Paris Notre-Dame – Que dit l’intitulé « Journée de mémoire et de prière » de la démarche voulue par les évêques de France ?

Mgr Emmanuel Tois – Faire mémoire, c’est d’abord manifester aux personnes victimes que l’Église de France se sou¬vient que leurs souffrances sont réelles, lourdes et qu’elles durent, souvent, très longtemps ; que les chemins d’apaisement, de réparation et de guérison sont longs, tortueux et parsemés de beaucoup d’embûches ; qu’on a le souhait – à la mesure de ce que les victimes acceptent et sans outrance – de vivre un temps de communion avec elles. Se souvenir, c’est aussi s’adresser aux chrétiens ; certains nous disent : « Dites-nous que l’Église ne se réduit pas à la question des abus, qu’elle propose des chemins de sainteté. » C’est évident, mais on ne peut pas se cacher derrière des horreurs commises ailleurs, ou se contenter de dire « on va tourner la page » : les victimes, souvent, ne peuvent pas, précisément, tourner cette page. Vivre cette journée, c’est aussi aider les chrétiens à rentrer dans un chemin sincère de connaissance et de compréhension sur cette question des abus. Quant à la prière, je vois trois intentions. Premièrement, et c’est une évidence, pour les victimes elles-mêmes, afin qu’elles reçoivent de Dieu sa grâce pour panser leurs blessures. Deuxièmement, prier pour la sainteté et la purification de l’Église, de tous ses acteurs et tous ses baptisés. Enfin – et je ne veux blesser personne, encore moins les personnes victimes –, prier aussi pour les agresseurs, car nul n’est réductible à son péché, aussi grave soit-il.
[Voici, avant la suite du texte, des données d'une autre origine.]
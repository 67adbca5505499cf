//! Arithmetic histories evaluated under a modulus.
//!
//! A value that is multiplied and added to thousands of times grows without bound, but
//! its residue modulo `m` only depends on the residues of every step, since
//! `(a op b) mod m = ((a mod m) op (b mod m)) mod m` for addition and multiplication.
//! [`ModularValue`] therefore stores its initial value and the ids of the operations
//! applied to it, and replays them under whatever modulus a caller asks about.

use std::{collections::HashMap, error, fmt::Display, str::FromStr};

#[derive(Debug)]
pub enum Error {
    InvalidOperationText(String),
    InvalidOperator(String),
    InvalidOperand(String),
}

impl Display for Error {
    fn fmt(&self, f: &mut std::fmt::Formatter<'_>) -> std::fmt::Result {
        match self {
            Error::InvalidOperationText(s) => write!(
                f,
                "Invalid text({}) for operation, expect \"new = old <operator> <operand>\".",
                s
            ),
            Error::InvalidOperator(s) => {
                write!(f, "Invalid operator({}), expect + or *.", s)
            }
            Error::InvalidOperand(s) => {
                write!(f, "Invalid operand({}), expect old or an integer.", s)
            }
        }
    }
}

impl error::Error for Error {}

#[derive(Debug, Clone, Copy, PartialEq, Eq, Hash)]
pub enum Operator {
    Add,
    Multiply,
}

impl Display for Operator {
    fn fmt(&self, f: &mut std::fmt::Formatter<'_>) -> std::fmt::Result {
        match self {
            Operator::Add => write!(f, "+"),
            Operator::Multiply => write!(f, "*"),
        }
    }
}

#[derive(Debug, Clone, Copy, PartialEq, Eq, Hash)]
pub enum Operand {
    Old,
    Constant(u64),
}

impl Display for Operand {
    fn fmt(&self, f: &mut std::fmt::Formatter<'_>) -> std::fmt::Result {
        match self {
            Operand::Old => write!(f, "old"),
            Operand::Constant(n) => write!(f, "{}", n),
        }
    }
}

#[derive(Debug, Clone, Copy, PartialEq, Eq, Hash)]
pub struct Operation {
    operator: Operator,
    operand: Operand,
}

impl Display for Operation {
    fn fmt(&self, f: &mut std::fmt::Formatter<'_>) -> std::fmt::Result {
        write!(f, "new = old {} {}", self.operator, self.operand)
    }
}

impl FromStr for Operation {
    type Err = Error;

    fn from_str(s: &str) -> Result<Self, Self::Err> {
        let parts = s.split_ascii_whitespace().collect::<Vec<_>>();
        let [new, "=", old, operator, operand] = parts.as_slice() else {
            return Err(Error::InvalidOperationText(s.to_string()));
        };
        if *new != "new" || *old != "old" {
            return Err(Error::InvalidOperationText(s.to_string()));
        }

        let operator = match *operator {
            "+" => Operator::Add,
            "*" => Operator::Multiply,
            other => return Err(Error::InvalidOperator(other.to_string())),
        };
        let operand = match *operand {
            "old" => Operand::Old,
            other => Operand::Constant(
                other
                    .parse::<u64>()
                    .map_err(|_| Error::InvalidOperand(other.to_string()))?,
            ),
        };

        Ok(Self::new(operator, operand))
    }
}

impl Operation {
    pub fn new(operator: Operator, operand: Operand) -> Self {
        Self { operator, operand }
    }

    pub fn operator(&self) -> Operator {
        self.operator
    }

    pub fn operand(&self) -> Operand {
        self.operand
    }

    /// One step of the history, reduced modulo `modulus` (which must not be zero).
    pub fn apply(&self, old: u64, modulus: u64) -> u64 {
        let modulus = u128::from(modulus);
        let old = u128::from(old) % modulus;
        let rhs = match self.operand {
            Operand::Old => old,
            Operand::Constant(n) => u128::from(n) % modulus,
        };
        let new = match self.operator {
            Operator::Add => old + rhs,
            Operator::Multiply => old * rhs,
        } % modulus;

        // Below modulus, so it fits back.
        new as u64
    }

    /// The unreduced result, `None` on overflow.
    pub fn apply_exact(&self, old: u64) -> Option<u64> {
        let rhs = match self.operand {
            Operand::Old => old,
            Operand::Constant(n) => n,
        };
        match self.operator {
            Operator::Add => old.checked_add(rhs),
            Operator::Multiply => old.checked_mul(rhs),
        }
    }
}

#[derive(Debug, Clone, Copy, PartialEq, Eq, Hash, PartialOrd, Ord)]
pub struct OpId(usize);

impl Display for OpId {
    fn fmt(&self, f: &mut std::fmt::Formatter<'_>) -> std::fmt::Result {
        write!(f, "#{}", self.0)
    }
}

/// Registry of the operations of one run; equal operations share one id.
#[derive(Debug, Default)]
pub struct OperationTable {
    operations: Vec<Operation>,
    ids: HashMap<Operation, OpId>,
}

impl OperationTable {
    pub fn new() -> Self {
        Self::default()
    }

    pub fn intern(&mut self, operation: Operation) -> OpId {
        let next_id = OpId(self.operations.len());
        *self.ids.entry(operation).or_insert_with(|| {
            self.operations.push(operation);
            next_id
        })
    }

    pub fn get(&self, id: OpId) -> Option<&Operation> {
        self.operations.get(id.0)
    }

    pub fn len(&self) -> usize {
        self.operations.len()
    }

    pub fn is_empty(&self) -> bool {
        self.operations.is_empty()
    }
}

#[derive(Debug, Clone, Copy)]
struct Checkpoint {
    applied_n: usize,
    residue: u64,
}

#[derive(Debug, Clone)]
pub struct ModularValue {
    initial: u64,
    history: Vec<OpId>,
    checkpoints: HashMap<u64, Checkpoint>,
}

impl ModularValue {
    pub fn new(initial: u64) -> Self {
        Self {
            initial,
            history: Vec::new(),
            checkpoints: HashMap::new(),
        }
    }

    pub fn initial(&self) -> u64 {
        self.initial
    }

    pub fn history(&self) -> &[OpId] {
        &self.history
    }

    pub fn record(&mut self, id: OpId) {
        self.history.push(id);
    }

    /// Replays the whole history from the initial value under `modulus`.
    ///
    /// Panics if `modulus` is zero or the history holds an id `table` never issued.
    pub fn evaluate(&self, table: &OperationTable, modulus: u64) -> u64 {
        assert!(modulus > 0, "Modulus must be positive.");
        Self::replay(table, modulus, self.initial % modulus, &self.history)
    }

    /// Same result as [`ModularValue::evaluate`], resuming from where the last call with
    /// this modulus stopped instead of from the initial value.
    pub fn evaluate_cached(&mut self, table: &OperationTable, modulus: u64) -> u64 {
        assert!(modulus > 0, "Modulus must be positive.");
        let initial = self.initial % modulus;
        let checkpoint = self.checkpoints.entry(modulus).or_insert(Checkpoint {
            applied_n: 0,
            residue: initial,
        });
        checkpoint.residue = Self::replay(
            table,
            modulus,
            checkpoint.residue,
            &self.history[checkpoint.applied_n..],
        );
        checkpoint.applied_n = self.history.len();

        checkpoint.residue
    }

    fn replay(table: &OperationTable, modulus: u64, start: u64, ids: &[OpId]) -> u64 {
        ids.iter().fold(start, |value, id| {
            let operation = table.get(*id).unwrap_or_else(|| {
                panic!("Operation {} is not registered in the operation table.", id)
            });
            operation.apply(value, modulus)
        })
    }
}

#[cfg(test)]
mod tests {
    use super::*;

    #[test]
    fn square_then_add_under_small_modulus() {
        let mut table = OperationTable::new();
        let square = table.intern(Operation::new(Operator::Multiply, Operand::Old));
        let add_3 = table.intern(Operation::new(Operator::Add, Operand::Constant(3)));
        let mut value = ModularValue::new(79);
        value.record(square);
        value.record(add_3);

        assert_eq!(value.evaluate(&table, 5), 6244 % 5);
        assert_eq!(value.evaluate(&table, 5), 4);
        assert_eq!(value.evaluate(&table, 1_000_000), 6244);
    }

    #[test]
    fn equal_operations_share_an_id() {
        let mut table = OperationTable::new();
        let a = table.intern("new = old * 19".parse().unwrap());
        let b = table.intern(Operation::new(Operator::Add, Operand::Old));
        let c = table.intern(Operation::new(Operator::Multiply, Operand::Constant(19)));

        assert_eq!(a, c);
        assert_ne!(a, b);
        assert_eq!(table.len(), 2);
    }

    #[test]
    fn cached_evaluation_resumes_history() {
        let mut table = OperationTable::new();
        let double = table.intern(Operation::new(Operator::Add, Operand::Old));
        let times_7 = table.intern(Operation::new(Operator::Multiply, Operand::Constant(7)));
        let mut value = ModularValue::new(12);
        for round in 0..50 {
            value.record(if round % 3 == 0 { times_7 } else { double });
            for modulus in [13, 17, 23] {
                let cached = value.evaluate_cached(&table, modulus);
                assert_eq!(cached, value.evaluate(&table, modulus));
            }
        }
    }

    #[test]
    fn operation_text() {
        let op = "new = old + 6".parse::<Operation>().unwrap();
        assert_eq!(op, Operation::new(Operator::Add, Operand::Constant(6)));
        assert_eq!(op.to_string(), "new = old + 6");
        assert!("new = old - 6".parse::<Operation>().is_err());
        assert!("new = old * x".parse::<Operation>().is_err());
        assert!("old * 2".parse::<Operation>().is_err());
    }

    #[test]
    #[should_panic(expected = "not registered")]
    fn unknown_operation_id_panics() {
        let mut other_table = OperationTable::new();
        other_table.intern(Operation::new(Operator::Add, Operand::Old));
        let id = other_table.intern(Operation::new(Operator::Add, Operand::Constant(1)));
        let mut value = ModularValue::new(1);
        value.record(id);

        value.evaluate(&OperationTable::new(), 7);
    }
}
P. N.-D. – Cette journée n’est-elle pas une goutte d’eau dans l’immensité d’une peine ?

E. T. – Il ne faut pas éluder les limites que porte ce genre d’initiative. L’une d’entre elles serait, par exemple, de faire de cette journée une sorte de « paquet » qui masquerait la réalité de ce que vivent les victimes : chaque situation est unique et particulière. Une autre limite serait de se contenter, pour faire mémoire, de cette seule journée ; en choisissant le troisième vendredi de Carême et en l’intégrant au calendrier liturgique, l’Église signifie qu’elle souhaite s’inscrire sur le très long terme. Nous n’en avons pas fini avec les affaires d’abus ; inscrire les choses dans la durée, c’est se donner un espace de vigilance plus large. Vivre cette journée dans la communion de l’Église permet de parler de manière claire, d’emporter la conviction et donc d’élargir l’assemblée de ceux qui portent dans leur prière à la fois le souci des personnes meurtries, mais aussi l’Espérance de bâtir, sur un temps long, une Église sûre. Pour y arriver, il faut que l’Église tout entière entre dans ce mouvement de conversion et de prière, dont la force, même si on l’oublie trop souvent, est considérable.

P. N.-D. – Que vous inspire le choix d’un Vendredi de Carême, jour traditionnel du chemin de croix ?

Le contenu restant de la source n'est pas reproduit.